In June, LBRY said that the outcome of its case could have a huge effect on Ripple and the entire crypto sector. It is expected that the SEC would take advantage of this win to make a strong case against the blockchain company. This is agreed by a pro-Ripple attorney, Jeremy Hogan, who believes that the LBRY case may find its way into the SEC’s final brief.
The LBRY case will not affect Ripple according to attorney John Deaton
While a section of the Ripple community believes that the outcome of the LBRY case has poked a major hole in the Ripple lawsuit, attorney John Deaton, the founder of Crypto Law, believes that there could be a different outcome as he highlights multiple factors that could play a role. Having said that, Deaton mentioned that the LBRY ruling was a bad decision.
According to him, the ruling is not the law, but only the interpretation of the law by the District Judge. In his assessment, Deaton observed that the LBRY defense team did not challenge the “second prong of the Howey test.” Secondly, they did not attempt to request the judge to differentiate between LBRY’s secondary market sales and the company’s direct sales.
In the Ripple case, the Howey test or common enterprise was challenged which the SEC argued incoherently according to Deaton. SEC was said to have claimed that Ripple was the common enterprise. Interestingly, SEC dismissed the argument when it was found that XRP holders do not get any legal and financial interest in Ripple Labs. An expert witness was also used to testify to the claim that the entire XRP ecosystem is a common enterprise.

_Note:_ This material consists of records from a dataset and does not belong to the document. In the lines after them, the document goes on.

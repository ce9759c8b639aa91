//! Structured request logging.
//!
//! Emits `request_start`, `request_complete` and `request_error` records
//! correlated by request id. Context snapshots are redacted before they are
//! rendered: `credentials` and `secrets` keys are always masked at any depth,
//! plus whatever `logging.redact_keys` adds. Matching is case-insensitive.
//!
//! When no `tracing` subscriber is installed and `fallback_to_console` is
//! set, records are written to stderr instead.

use std::collections::{HashSet, VecDeque};
use std::str::FromStr;

use chrono::{DateTime, Utc};
use parking_lot::Mutex;
use serde::Serialize;
use serde_json::Value;
use tessera_config::{LogFormat, LoggingConfig};
use tessera_core::{ExecutionContext, RequestId};
use tessera_telemetry::subscriber_installed;
use tokio::time::Instant;
use tracing::Level;

use super::ErrorSummary;
use crate::middleware::{BoxFuture, Middleware, MiddlewareBase, MiddlewareResult, Next};

/// Default priority.
pub const DEFAULT_PRIORITY: i32 = 90;

/// Replacement for redacted values.
pub const REDACTED: &str = "[REDACTED]";

const ALWAYS_REDACTED: [&str; 2] = ["credentials", "secrets"];
const RECENT_CAPACITY: usize = 100;

/// Kind of log record.
#[derive(Debug, Clone, Copy, PartialEq, Eq, Serialize)]
#[serde(rename_all = "snake_case")]
pub enum LogEvent {
    /// Before the rest of the chain runs.
    RequestStart,
    /// The chain returned successfully.
    RequestComplete,
    /// The chain returned an error.
    RequestError,
}

impl LogEvent {
    /// Wire name.
    pub fn as_str(self) -> &'static str {
        match self {
            Self::RequestStart => "request_start",
            Self::RequestComplete => "request_complete",
            Self::RequestError => "request_error",
        }
    }

    fn level(self) -> Level {
        match self {
            Self::RequestStart | Self::RequestComplete => Level::INFO,
            Self::RequestError => Level::ERROR,
        }
    }
}

/// One emitted log record.
#[derive(Debug, Clone, Serialize)]
pub struct LogEntry {
    /// Record kind.
    pub event: LogEvent,
    /// Correlation id.
    pub request_id: Option<RequestId>,
    /// Operation name.
    pub operation: String,
    /// When the record was produced.
    pub timestamp: DateTime<Utc>,
    /// Chain duration, for completion records.
    #[serde(skip_serializing_if = "Option::is_none")]
    pub duration_ms: Option<f64>,
    /// Redacted context snapshot.
    pub context: Value,
    /// Failure summary, for error records.
    #[serde(skip_serializing_if = "Option::is_none")]
    pub error: Option<ErrorSummary>,
}

/// Logging stage.
pub struct LoggingMiddleware {
    base: MiddlewareBase,
    level: Level,
    format: LogFormat,
    fallback_to_console: bool,
    redact_keys: HashSet<String>,
    recent: Mutex<VecDeque<LogEntry>>,
}

impl LoggingMiddleware {
    /// Creates the stage from the logging section of the configuration.
    pub fn new(config: &LoggingConfig) -> Self {
        let level = Level::from_str(&config.level).unwrap_or(Level::INFO);
        let redact_keys = ALWAYS_REDACTED
            .iter()
            .map(|k| (*k).to_string())
            .chain(config.redact_keys.iter().map(|k| k.to_ascii_lowercase()))
            .collect();

        Self {
            base: MiddlewareBase::new("logging", DEFAULT_PRIORITY),
            level,
            format: config.format,
            fallback_to_console: config.fallback_to_console,
            redact_keys,
            recent: Mutex::new(VecDeque::with_capacity(RECENT_CAPACITY)),
        }
    }

    /// Overrides the default priority.
    #[must_use]
    pub fn with_priority(mut self, priority: i32) -> Self {
        self.base = MiddlewareBase::new("logging", priority);
        self
    }

    /// The most recent records, oldest first.
    pub fn recent_entries(&self) -> Vec<LogEntry> {
        self.recent.lock().iter().cloned().collect()
    }

    fn enabled_for(&self, event: LogEvent) -> bool {
        event.level() <= self.level
    }

    fn log(
        &self,
        event: LogEvent,
        ctx: &ExecutionContext,
        duration_ms: Option<f64>,
        error: Option<ErrorSummary>,
    ) {
        if !self.enabled_for(event) {
            return;
        }

        let mut context = ctx.snapshot();
        redact(&mut context, &self.redact_keys);

        let entry = LogEntry {
            event,
            request_id: ctx.request_id(),
            operation: ctx.operation().to_string(),
            timestamp: Utc::now(),
            duration_ms,
            context,
            error,
        };

        self.emit(&entry);

        let mut recent = self.recent.lock();
        if recent.len() == RECENT_CAPACITY {
            recent.pop_front();
        }
        recent.push_back(entry);
    }

    fn render(&self, value: &impl Serialize) -> String {
        let rendered = match self.format {
            LogFormat::Json => serde_json::to_string(value),
            LogFormat::Pretty => serde_json::to_string_pretty(value),
        };
        rendered.unwrap_or_else(|e| format!("<unrenderable: {e}>"))
    }

    fn emit(&self, entry: &LogEntry) {
        if !subscriber_installed() {
            if self.fallback_to_console {
                eprintln!("{}", self.render(entry));
            }
            return;
        }

        let context = self.render(&entry.context);
        let request_id = entry.request_id.map(|id| id.to_string());
        let request_id = request_id.as_deref().unwrap_or("-");

        match entry.event {
            LogEvent::RequestStart => tracing::info!(
                event = entry.event.as_str(),
                request_id,
                operation = %entry.operation,
                context = %context,
                "request started"
            ),
            LogEvent::RequestComplete => tracing::info!(
                event = entry.event.as_str(),
                request_id,
                operation = %entry.operation,
                duration_ms = entry.duration_ms,
                context = %context,
                "request completed"
            ),
            LogEvent::RequestError => tracing::error!(
                event = entry.event.as_str(),
                request_id,
                operation = %entry.operation,
                duration_ms = entry.duration_ms,
                error = entry.error.as_ref().map(|e| e.message.as_str()),
                error_type = entry.error.as_ref().map(|e| e.error_type.as_str()),
                context = %context,
                "request failed"
            ),
        }
    }
}

impl Default for LoggingMiddleware {
    fn default() -> Self {
        Self::new(&LoggingConfig::default())
    }
}

impl Middleware for LoggingMiddleware {
    fn base(&self) -> &MiddlewareBase {
        &self.base
    }

    fn process<'a>(
        &'a self,
        ctx: &'a mut ExecutionContext,
        next: Next<'a>,
    ) -> BoxFuture<'a, MiddlewareResult> {
        Box::pin(async move {
            ctx.ensure_request_id();
            let started = Instant::now();
            self.log(LogEvent::RequestStart, ctx, None, None);

            let result = next.run(ctx).await;
            let duration_ms = started.elapsed().as_secs_f64() * 1000.0;

            match &result {
                Ok(_) => self.log(LogEvent::RequestComplete, ctx, Some(duration_ms), None),
                Err(e) => self.log(
                    LogEvent::RequestError,
                    ctx,
                    Some(duration_ms),
                    Some(ErrorSummary::from(e)),
                ),
            }

            result
        })
    }
}

/// Masks every value whose key is in `keys`, at any depth.
///
/// `keys` must be lowercase; object keys are compared case-insensitively.
pub fn redact(value: &mut Value, keys: &HashSet<String>) {
    match value {
        Value::Object(map) => {
            for (key, item) in map.iter_mut() {
                if keys.contains(&key.to_ascii_lowercase()) {
                    *item = Value::String(REDACTED.to_string());
                } else {
                    redact(item, keys);
                }
            }
        }
        Value::Array(items) => {
            for item in items {
                redact(item, keys);
            }
        }
        _ => {}
    }
}
//! Pipeline metrics through the `metrics` facade.
//!
//! No exporter is installed here. Hosts attach their own recorder and these
//! calls become no-ops when none is present.
//!
//! # Standard Metrics
//!
//! | Metric | Type | Labels | Description |
//! |--------|------|--------|-------------|
//! | `tessera_executions_total` | Counter | `operation`, `outcome` | Finished executions |
//! | `tessera_execution_duration_seconds` | Histogram | `operation` | Execution latency |
//! | `tessera_in_flight_executions` | Gauge | - | Executions in progress |
//! | `tessera_errors_total` | Counter | `type`, `status` | Errors caught by the error handler |
//! | `tessera_performance_status_total` | Counter | `status` | Performance classifications |
//! | `tessera_analytics_flushes_total` | Counter | `result` | Analytics flush attempts |

use metrics::{counter, describe_counter, describe_gauge, describe_histogram, gauge, histogram};
use std::time::Duration;

/// Finished executions counter.
pub const EXECUTIONS_TOTAL: &str = "tessera_executions_total";
/// Execution latency histogram.
pub const EXECUTION_DURATION_SECONDS: &str = "tessera_execution_duration_seconds";
/// In-flight executions gauge.
pub const IN_FLIGHT_EXECUTIONS: &str = "tessera_in_flight_executions";
/// Caught errors counter.
pub const ERRORS_TOTAL: &str = "tessera_errors_total";
/// Performance classification counter.
pub const PERFORMANCE_STATUS_TOTAL: &str = "tessera_performance_status_total";
/// Analytics flush counter.
pub const ANALYTICS_FLUSHES_TOTAL: &str = "tessera_analytics_flushes_total";

/// Registers descriptions for all pipeline metrics with the installed recorder.
pub fn describe_metrics() {
    describe_counter!(EXECUTIONS_TOTAL, "Total number of pipeline executions by outcome");
    describe_histogram!(
        EXECUTION_DURATION_SECONDS,
        "Pipeline execution duration in seconds"
    );
    describe_gauge!(
        IN_FLIGHT_EXECUTIONS,
        "Number of pipeline executions currently running"
    );
    describe_counter!(ERRORS_TOTAL, "Errors handled by the error-handling stage");
    describe_counter!(
        PERFORMANCE_STATUS_TOTAL,
        "Executions classified as healthy, warning or critical"
    );
    describe_counter!(ANALYTICS_FLUSHES_TOTAL, "Analytics batch flushes by result");
}

/// Records a finished execution.
///
/// `outcome` is `completed`, `handled` or `failed`.
pub fn record_execution(operation: &str, outcome: &str, duration: Duration) {
    counter!(
        EXECUTIONS_TOTAL,
        "operation" => operation.to_string(),
        "outcome" => outcome.to_string()
    )
    .increment(1);

    histogram!(
        EXECUTION_DURATION_SECONDS,
        "operation" => operation.to_string()
    )
    .record(duration.as_secs_f64());
}

/// Records an error caught by the error-handling stage.
pub fn record_error(error_type: &str, status_code: u16) {
    counter!(
        ERRORS_TOTAL,
        "type" => error_type.to_string(),
        "status" => status_code.to_string()
    )
    .increment(1);
}

/// Records a performance classification.
pub fn record_performance_status(status: &str) {
    counter!(PERFORMANCE_STATUS_TOTAL, "status" => status.to_string()).increment(1);
}

/// Records an analytics flush attempt.
pub fn record_analytics_flush(success: bool) {
    let result = if success { "success" } else { "failure" };
    counter!(ANALYTICS_FLUSHES_TOTAL, "result" => result).increment(1);
}

/// Guard that decrements the in-flight gauge on drop.
///
/// The gauge is restored even when the execution future is cancelled.
pub struct InFlightGuard {
    _private: (),
}

impl InFlightGuard {
    /// Creates a new guard and increments the in-flight gauge.
    #[must_use]
    pub fn new() -> Self {
        gauge!(IN_FLIGHT_EXECUTIONS).increment(1.0);
        Self { _private: () }
    }
}

impl Default for InFlightGuard {
    fn default() -> Self {
        Self::new()
    }
}

impl Drop for InFlightGuard {
    fn drop(&mut self) {
        gauge!(IN_FLIGHT_EXECUTIONS).decrement(1.0);
    }
}

#[cfg(test)]
mod tests {
    use super::*;

    #[test]
    fn test_record_functions_without_recorder() {
        describe_metrics();
        record_execution("fetchQuestions", "completed", Duration::from_millis(50));
        record_error("ValidationError", 400);
        record_performance_status("healthy");
        record_analytics_flush(false);
    }

    #[test]
    fn test_in_flight_guard() {
        let guard = InFlightGuard::new();
        drop(guard);
    }

    #[test]
    fn test_metric_names_are_prefixed() {
        for name in [
            EXECUTIONS_TOTAL,
            EXECUTION_DURATION_SECONDS,
            IN_FLIGHT_EXECUTIONS,
            ERRORS_TOTAL,
            PERFORMANCE_STATUS_TOTAL,
            ANALYTICS_FLUSHES_TOTAL,
        ] {
            assert!(name.starts_with("tessera_"));
        }
    }
}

However, SEC was made to abandon its expert witness and go for summary judgment. This means it requested to substitute the “but for” test for the “Howey test”.
Deaton stated:
But because XRP holders fought back and supplied 3K affidavits, refuting this alleged expert, the expert back down and testified that he might have come to an entirely different conclusion if he had known what we were declaring in those affidavits at the time he wrote his report.